National anthems are strange things: Hymns and dirges that can't help but seem anachronistic, played out to the sort of music no one would really want to listen to on their own time.
But they nonetheless matter a great deal. The World Cup, a unique arena for national struggles, puts a whole range of such tunes on display. We watch players cry and break down; we speculate about what's wrong when one athlete stays stone-faced and silent.
In this year's tournament, there have been some stirring renditions, with fans — particularly those from the well-represented South American nations — in terrific voice. Many have been singing after the 90 seconds of music allotted by FIFA expires, their cries — of "unfading glory" (Colombia) or of being "the tomb of the free" (Chile) — echoing around the stands.

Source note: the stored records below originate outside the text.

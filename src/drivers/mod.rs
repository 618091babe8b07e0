pub mod console;

use ::crossterm::event::Event;
use std::io;
use std::time::Duration;

use crate::ui::UiFrame;

pub trait InputDriver {
    fn poll(&mut self, timeout: Duration) -> io::Result<bool>;
    fn read(&mut self) -> io::Result<Event>;
}

impl<T: InputDriver + ?Sized> InputDriver for &mut T {
    fn poll(&mut self, timeout: Duration) -> io::Result<bool> {
        (**self).poll(timeout)
    }

    fn read(&mut self) -> io::Result<Event> {
        (**self).read()
    }
}

pub trait OutputDriver {
    fn enter(&mut self) -> io::Result<()>;
    fn exit(&mut self) -> io::Result<()>;

    fn draw<F>(&mut self, f: F) -> io::Result<()>
    where
        F: FnOnce(UiFrame<'_>);
}
//! Frame packer: turns a captured [`CanFrame`] into the compact
//! little-endian [`WireMessage`] and back.
//!
//! # Layout
//!
//! ```text
//! Bytes 0-3   : CAN identifier, little-endian
//! Byte  4     : dlc (0-8)
//! Bytes 5..   : exactly `dlc` data bytes, no padding
//! ```
//!
//! A dlc above 8 coming from upstream is clamped to 8. The trailing data is
//! lost but the fixed buffer is never overrun.
use crate::core::{CanFrame, WireMessage, MAX_DLC, MAX_WIRE_LEN, WIRE_HEADER_LEN};
use crate::error::WireDecodeError;

/// Pack a frame into its wire representation.
pub fn pack(frame: &CanFrame) -> WireMessage {
    let dlc = frame.len();
    let mut bytes = [0u8; MAX_WIRE_LEN];

    bytes[..4].copy_from_slice(&frame.id.to_le_bytes());
    bytes[4] = dlc as u8;
    bytes[WIRE_HEADER_LEN..WIRE_HEADER_LEN + dlc].copy_from_slice(&frame.data[..dlc]);

    WireMessage {
        len: WIRE_HEADER_LEN + dlc,
        bytes,
    }
}

/// Decode a wire message received by a peer.
///
/// Strict inverse of [`pack`]: the buffer must be exactly `5 + dlc` bytes long.
pub fn unpack(bytes: &[u8]) -> Result<CanFrame, WireDecodeError> {
    if bytes.len() < WIRE_HEADER_LEN {
        return Err(WireDecodeError::Truncated { len: bytes.len() });
    }

    let dlc = bytes[4];
    if dlc as usize > MAX_DLC {
        return Err(WireDecodeError::InvalidDlc { dlc });
    }

    let expected = WIRE_HEADER_LEN + dlc as usize;
    if bytes.len() != expected {
        return Err(WireDecodeError::LengthMismatch {
            expected,
            actual: bytes.len(),
        });
    }

    let id = u32::from_le_bytes([bytes[0], bytes[1], bytes[2], bytes[3]]);
    Ok(CanFrame::new(id, &bytes[WIRE_HEADER_LEN..]))
}

impl From<&CanFrame> for WireMessage {
    fn from(frame: &CanFrame) -> Self {
        pack(frame)
    }
}
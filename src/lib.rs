//! `canble-bridge` library: core of a firmware that mirrors live CAN traffic
//! to a BLE peer in a `no_std` environment. The crate exposes the wire codec,
//! the bridge controller with its caches and connection state, the reboot
//! command channel, and the boot/run-loop wiring around driver traits.
#![cfg_attr(not(test), no_std)]
//==================================================================================
/// Frame and wire message types shared by every layer.
pub mod core;
/// Boot, identity and decoding errors.
pub mod error;
/// Compile-time defaults and the runtime bridge configuration.
pub mod config;
/// Driver-independent building blocks (wire codec).
pub mod infra;
/// Bridge logic: controller, command channel, identity, status LED,
/// scheduling, and the BLE/CAN transport abstractions.
pub mod protocol;
//==================================================================================
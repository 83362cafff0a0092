//! Abstraction traits for the external collaborators (BLE stack, CAN driver,
//! timer, system control) and the event interfaces the bridge implements.
pub mod ble_peripheral;
pub mod bridge_timer;
pub mod can_source;
pub mod gatt_events;
pub mod system_control;
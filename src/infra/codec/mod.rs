//! Wire codec for frames pushed over the notify characteristic.
pub mod packer;
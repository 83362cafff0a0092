//! Periodic tasks: iteration counting, re-announcement and status blinking.
mod helpers {
    include!("helpers/mod.rs");
}

use canble_bridge::config::{BridgeConfig, BridgeVariant};
use canble_bridge::core::CanFrame;
use canble_bridge::protocol::bridge::BridgeController;
use canble_bridge::protocol::runtime::{BridgeRunner, Schedule};
use canble_bridge::protocol::scheduler::{run_periodic, PeriodicTask};
use canble_bridge::protocol::status::StatusIndicator;
use canble_bridge::protocol::transport::gatt::CharacteristicId;
use canble_bridge::protocol::transport::traits::gatt_events::GattEvents;
use embassy_time::Duration;
use helpers::{journal, Event, MockBle, MockPin, MockSystem, MockTimer, PEER};

#[tokio::test]
async fn test_counted_task_fires_before_first_delay() {
    let mut timer = MockTimer::default();
    let mut fired = 0;

    run_periodic(
        &mut timer,
        PeriodicTask::times(Duration::from_millis(250), 3),
        || fired += 1,
    )
    .await;

    assert_eq!(fired, 3);
    assert_eq!(timer.recorded(), vec![250, 250]);
}

#[tokio::test]
async fn test_disabled_and_zero_count_tasks_never_fire() {
    let mut timer = MockTimer::default();
    let mut fired = 0;

    run_periodic(
        &mut timer,
        PeriodicTask::forever(Duration::from_millis(10)).disabled(),
        || fired += 1,
    )
    .await;
    run_periodic(
        &mut timer,
        PeriodicTask::times(Duration::from_millis(10), 0),
        || fired += 1,
    )
    .await;

    assert_eq!(fired, 0);
    assert!(timer.recorded().is_empty());
}

#[tokio::test]
async fn test_runner_reannounces_identical_buffer_and_blinks() {
    let journal = journal();
    let bridge = BridgeController::new(
        BridgeConfig::default(),
        MockBle::new(&journal),
        MockSystem::new(&journal),
    );
    bridge.on_connect(PEER);
    bridge.receive(CanFrame::new(0x7E8, &[0x02, 0x41, 0x0C]));

    let pin = MockPin::default();
    let timer = MockTimer::default();
    let schedule = Schedule {
        fast: PeriodicTask::times(Duration::from_millis(1000), 3),
        slow: PeriodicTask::forever(Duration::from_millis(1000)).disabled(),
        status: PeriodicTask::times(Duration::from_millis(1000), 4),
    };

    let status = BridgeRunner::new(&bridge, StatusIndicator::new(pin.clone()), timer.clone())
        .with_schedule(schedule)
        .drive()
        .await;

    let expected = vec![0xE8, 0x07, 0x00, 0x00, 0x03, 0x02, 0x41, 0x0C];
    let journal = journal.lock().unwrap();
    // One push from the receive callback, three re-announcements.
    assert_eq!(journal.values(CharacteristicId::FastData), vec![expected; 4]);
    assert_eq!(journal.notifications(), 4);
    assert_eq!(journal.count(&Event::Notify(CharacteristicId::SlowData)), 0);

    assert_eq!(pin.toggles(), 4);
    assert!(!status.is_lit());
    assert_eq!(timer.recorded().len(), 2 + 3);
}

#[tokio::test]
async fn test_runner_stays_quiet_without_peer() {
    let journal = journal();
    let bridge = BridgeController::new(
        BridgeConfig::default(),
        MockBle::new(&journal),
        MockSystem::new(&journal),
    );
    bridge.receive(CanFrame::new(0x100, &[1, 2]));

    let pin = MockPin::default();
    let schedule = Schedule {
        fast: PeriodicTask::times(Duration::from_millis(1000), 5),
        slow: PeriodicTask::forever(Duration::from_millis(1000)).disabled(),
        status: PeriodicTask::times(Duration::from_millis(1000), 2),
    };

    BridgeRunner::new(&bridge, StatusIndicator::new(pin.clone()), MockTimer::default())
        .with_schedule(schedule)
        .drive()
        .await;

    assert!(journal.lock().unwrap().events.is_empty());
    // The LED keeps blinking with nobody connected.
    assert_eq!(pin.toggles(), 2);
}

#[tokio::test]
async fn test_engine_data_runner_notifies_both_streams() {
    static FAST_IDS: [u32; 1] = [0x0C9];

    let journal = journal();
    let config = BridgeConfig::default().with_variant(BridgeVariant::EngineData {
        fast_ids: &FAST_IDS,
    });
    let bridge = BridgeController::new(config, MockBle::new(&journal), MockSystem::new(&journal));
    bridge.on_connect(PEER);

    // Engine-data frames wait for their periodic task.
    assert_eq!(bridge.receive(CanFrame::new(0x0C9, &[0x10, 0x20])), None);
    assert_eq!(bridge.receive(CanFrame::new(0x3E9, &[0x7F])), None);
    assert_eq!(journal.lock().unwrap().notifications(), 0);

    let schedule = Schedule {
        fast: PeriodicTask::times(Duration::from_millis(40), 5),
        slow: PeriodicTask::times(Duration::from_millis(1000), 1),
        status: PeriodicTask::times(Duration::from_millis(1000), 0),
    };
    let timer = MockTimer::default();

    BridgeRunner::new(&bridge, StatusIndicator::new(MockPin::default()), timer.clone())
        .with_schedule(schedule)
        .drive()
        .await;

    let journal = journal.lock().unwrap();
    assert_eq!(
        journal.values(CharacteristicId::FastData),
        vec![vec![0xC9, 0x00, 0x00, 0x00, 0x02, 0x10, 0x20]; 5]
    );
    assert_eq!(
        journal.values(CharacteristicId::SlowData),
        vec![vec![0xE9, 0x03, 0x00, 0x00, 0x01, 0x7F]]
    );
    assert_eq!(timer.recorded(), vec![40; 4]);
}

#[test]
fn test_default_schedule_matches_variant() {
    let raw = Schedule::from_config(&BridgeConfig::default());
    assert_eq!(raw.fast, PeriodicTask::forever(Duration::from_millis(1000)));
    assert!(!raw.slow.enabled);

    let engine = Schedule::from_config(
        &BridgeConfig::default().with_variant(BridgeVariant::EngineData { fast_ids: &[] }),
    );
    assert_eq!(engine.fast.interval, Duration::from_millis(40));
    assert_eq!(engine.slow.interval, Duration::from_millis(1000));
}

But beyond the spectacle, national anthems at the World Cup and other international matches often present a political hot potato. In Europe, especially, populist press and far-right politicians routinely lambaste certain players for not singing their national anthem. Refusal to sing can signify all sorts of things to these anthem hawks, including a lack of commitment on the part of an overpaid superstar or a lack of patriotism on the part of a player from an ethnic minority.
Ahead of the tournament, England's manager urged his charges to sing "God Save the Queen," Britain's national anthem and a source of perpetual fuss in British tabloids. They did seem to make a good go of it — the singing, that is — this time around, but that didn't help their performance on the pitch: England was one of the first teams to crash out of the World Cup.
Last year, France's xenophobic National Front party singled out French star striker Karim Benzema for not singing "La Marseillaise" ahead of French games. Benzema, like quite a few other talented French players, is of North African origin and therefore suspect in the eyes of some of France's far right. "I love the national team. I don't understand how anyone can question that," he said at the time. "It’s a dream to play for France but nobody can make me sing." Benzema has been arguably France's best player in the current tournament.
In some cases, even ruling governments get involved. Today, legislators in Kazakhstan passed a sweeping law on sport and culture that included a requirement for athletes to learn the former Soviet republic's national anthem. The reason, RFE speculates, has to do with an embarrassing incident in 2012, when a victorious Kazakh shooter stood to attention at the medal ceremony in Kuwait as organizers mistakenly played the fake Kazakh anthem invented for "Borat," the satirical 2006 film. It was suggested that she wouldn't have been able to identify the real Kazakh anthem, either.